Minął rok, odkąd bp Kazimierz Gurda zlecił Księdzu posługę kapelana w siedleckim Zakładzie Karnym. Jak realizuje się zadania duszpasterskie „za wysokim murem”?
Podobnie jak „na wolności”, choć trochę inaczej. Pan Bóg jest taki sam w więzieniu i poza nim. O ile w parafiach zdarzają się tzw. wierzący, ale niepraktykujący, to w jednostkach penitencjarnych można spotkać praktykujących, lecz niewierzących. To osadzeni, którzy przychodzą do kaplicy więziennej, biorą udział w Eucharystii, rekolekcjach, katechezach, ale ich główna motywacja sprowadza się do tego, aby wyjść z celi i spotkać się z kolegą. Wielkim wyzwaniem duszpasterskim jest, aby przez głoszone słowo Boże doprowadzić ich do wiary i osobistego spotkania z Jezusem. Ci, którzy regularnie przychodzą do kaplicy, po pewnym czasie przełamują się i proszą mnie o rozmowę, modlitwę, spowiedź. Zdarza mi się spowiadać osoby, które 15, 20, 30 lat - i więcej - nie korzystały z sakramentu pokuty i pojednania. Obecnie przygotowuję jednego osadzonego do sakramentu chrztu, jednego do pierwszej Komunii św., kilku do sakramentu bierzmowania - jest to już druga tura; w pierwszej sakrament ten przyjęło 38 osadzonych. Błogosławiłem też jeden sakramentalny związek małżeński.

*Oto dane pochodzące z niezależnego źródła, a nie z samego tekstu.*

impl ChatState {
    pub fn new() -> Self {
        Self::default()
    }

    pub fn apply(&mut self, action: Action) {
        match action {
            Action::SetConversations(incoming) => {
                let mut next: Vec<Conversation> = self
                    .conversations
                    .drain(..)
                    .filter(|c| c.id.is_temporary() && !incoming.iter().any(|i| i.id == c.id))
                    .collect();
                next.extend(incoming);
                self.conversations = next;
            }
            Action::AddConversation(conversation) => {
                self.conversations.retain(|c| c.id != conversation.id);
                self.conversations.insert(0, conversation);
            }
            Action::SetActiveConversation(id) => {
                self.active_conversation = id;
            }
            Action::SetMessages {
                conversation_id,
                messages,
            } => {
                self.messages
                    .retain(|_, m| m.conversation_id != conversation_id);
                for mut message in messages {
                    message.conversation_id = conversation_id.clone();
                    self.messages.insert(message.id.clone(), message);
                }
            }
            Action::AddMessage(message) => {
                self.messages.insert(message.id.clone(), message);
            }
            Action::UpdateMessage(delta) => self.update_message(delta),
            Action::RemoveMessage(id) => {
                self.messages.remove(&id);
            }
            Action::RenameConversation { id, title } => {
                if let Some(conversation) = self.conversations.iter_mut().find(|c| c.id == id) {
                    conversation.title = title;
                }
            }
            Action::RemoveConversation(id) => {
                self.conversations.retain(|c| c.id != id);
                self.messages.retain(|_, m| m.conversation_id != id);
                if self.active_conversation.as_ref() == Some(&id) {
                    self.active_conversation = None;
                }
            }
            Action::SwapConversationId { from, to } => self.swap_conversation_id(&from, to),
        }
    }

    fn update_message(&mut self, delta: MessageDelta) {
        if !self.messages.contains_key(&delta.id) {
            let Some(spec) = delta.create.clone() else {
                return;
            };
            let message = match spec.role {
                Role::Assistant => {
                    Message::assistant_placeholder(spec.conversation_id, spec.created_at)
                }
                role => Message::new(spec.conversation_id, role, spec.created_at),
            };
            self.messages
                .insert(delta.id.clone(), message.with_id(delta.id.clone()));
        }
        let Some(message) = self.messages.get_mut(&delta.id) else {
            return;
        };

        if let Some(update) = delta.content {
            let target = match delta.section {
                Some(section) => {
                    &mut message
                        .sections
                        .get_or_insert_with(MessageSections::default)
                        .get_or_insert(section)
                        .content
                }
                None => &mut message.content,
            };
            match update.mode {
                UpdateMode::Append => target.push_str(&update.text),
                UpdateMode::Replace => *target = update.text,
            }
        }

        if let Some(next) = delta.status.and_then(|s| message.status.advance(s)) {
            message.status = next;
        }
        if delta.is_complete && !message.status.is_terminal() {
            message.status = MessageStatus::COMPLETE;
        }

        let patch = delta.metadata;
        if patch.server_id.is_some() {
            message.metadata.server_id = patch.server_id;
        }
        if patch.model.is_some() {
            message.metadata.model = patch.model;
        }
        if patch.error.is_some() {
            message.metadata.error = patch.error;
        }
    }

    fn swap_conversation_id(&mut self, from: &ConversationId, to: ConversationId) {
        if *from == to {
            return;
        }
        for message in self.messages.values_mut() {
            if message.conversation_id == *from {
                message.conversation_id = to.clone();
            }
        }
        if self.conversations.iter().any(|c| c.id == to) {
            self.conversations.retain(|c| c.id != *from);
        } else if let Some(conversation) = self.conversations.iter_mut().find(|c| c.id == *from) {
            conversation.id = to.clone();
        }
        if self.active_conversation.as_ref() == Some(from) {
            self.active_conversation = Some(to);
        }
    }

    // =========================================================================
    // Queries
    // =========================================================================

    pub fn message(&self, id: &MessageId) -> Option<&Message> {
        self.messages.get(id)
    }

    /// Look up a message by its client id or the id the server uses for it.
    pub fn resolve_id(&self, raw: &str) -> Option<MessageId> {
        let direct = MessageId::from(raw);
        if self.messages.contains_key(&direct) {
            return Some(direct);
        }
        self.messages
            .values()
            .find(|m| m.answers_to(raw))
            .map(|m| m.id.clone())
    }

    /// Messages of one conversation in display order.
    pub fn messages_for(&self, conversation_id: &ConversationId) -> Vec<&Message> {
        let mut messages: Vec<&Message> = self
            .messages
            .values()
            .filter(|m| m.conversation_id == *conversation_id)
            .collect();
        messages.sort_by(|a, b| message_order(a, b));
        messages
    }

    pub fn message_count(&self) -> usize {
        self.messages.len()
    }

    pub fn conversations(&self) -> &[Conversation] {
        &self.conversations
    }

    pub fn conversation(&self, id: &ConversationId) -> Option<&Conversation> {
        self.conversations.iter().find(|c| c.id == *id)
    }

    pub fn has_conversation(&self, id: &ConversationId) -> bool {
        self.conversation(id).is_some() || self.messages.values().any(|m| m.conversation_id == *id)
    }

    pub fn active_conversation(&self) -> Option<&ConversationId> {
        self.active_conversation.as_ref()
    }

    /// True while any assistant message is still being produced.
    pub fn is_generating(&self) -> bool {
        self.messages
            .values()
            .any(|m| m.role == Role::Assistant && !m.status.is_terminal())
    }

    /// Assistant messages that have not reached a terminal status, across all conversations.
    pub fn generating(&self) -> Vec<MessageId> {
        let mut messages: Vec<&Message> = self
            .messages
            .values()
            .filter(|m| m.role == Role::Assistant && !m.status.is_terminal())
            .collect();
        messages.sort_by(|a, b| message_order(a, b));
        messages.into_iter().map(|m| m.id.clone()).collect()
    }

    /// `Queued | Processing | Streaming` messages of a conversation, in display order.
    pub fn in_flight(&self, conversation_id: &ConversationId) -> Vec<&Message> {
        self.messages_for(conversation_id)
            .into_iter()
            .filter(|m| m.status.is_in_flight())
            .collect()
    }

    pub fn latest_in_flight(&self, conversation_id: &ConversationId) -> Option<&Message> {
        self.in_flight(conversation_id).into_iter().last()
    }

    pub fn latest_assistant(&self, conversation_id: &ConversationId) -> Option<&Message> {
        self.messages_for(conversation_id)
            .into_iter()
            .filter(|m| m.role == Role::Assistant)
            .last()
    }

    pub fn last_user_message(&self, conversation_id: &ConversationId) -> Option<&Message> {
        self.messages_for(conversation_id)
            .into_iter()
            .filter(|m| m.role == Role::User)
            .last()
    }
}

Jak zrodził się i na czym polega projekt „2 Kroki”?
Po pierwszych tygodniach posługi kapelana w ZK (rozpocząłem ją na początku października 2016 r.), zrozumiałem, że nie wystarczy moim podopiecznym zapewnić jedynie opieki duchowej, ale potrzebne jest oddziaływanie integralne, czyli takie, które uwzględni ich aktualną kondycję duchową, psychiczną, rodzinną, ekonomiczną, prawną i egzystencjalną. Dotarło też do mnie, że nie mogę robić sam tego, co należy czynić razem. W pierwszej kolejności zaprosiłem do współpracy wolontariuszy świeckich i tak powstał „apostolat więzienny”; aktualnie jest to kilkanaście osób świeckich i jedna siostra zakonna - albertynka. Ich posługa ograniczała się początkowo do przygotowania śpiewów, czytań i podjęcia funkcji liturgicznych w czasie sobotniej i niedzielnej Eucharystii. Przełom w moim myśleniu nastąpił, kiedy po jednej z Mszy św. podszedł do mnie osadzony i ze łzami w oczach wyznał, że żona odwróciła się od niego, ma on ograniczone możliwości spotkania z dziećmi i nie ma gdzie wrócić po odbyciu wyroku. Inny wprost wyznał, że nie potrafi być ojcem, bo nikt go tego nie nauczył. Obraz ojca, jaki pamięta z domu, to ktoś nieobecny w życiu rodziny, siedzący przed telewizorem z kuflem piwa. Mając w pamięci tego typu przykłady, spotkałem się z ks. Markiem Bieńkowskim, dyrektorem Caritas Diecezji Siedleckiej, i opowiedziałem mu pokrótce o pierwszych wrażeniach z posługi duszpasterskiej za kratami. Ks. Marek od razu wyraził chęć współpracy. Doszliśmy do wniosku, że byłoby dobrze opracować skuteczną strategię pomocy osadzonym. Tak zrodził się projekt „2 Kroki”. Z czasem został szczegółowo rozpisany, a na jego realizację otrzymaliśmy środki z Caritas Polska.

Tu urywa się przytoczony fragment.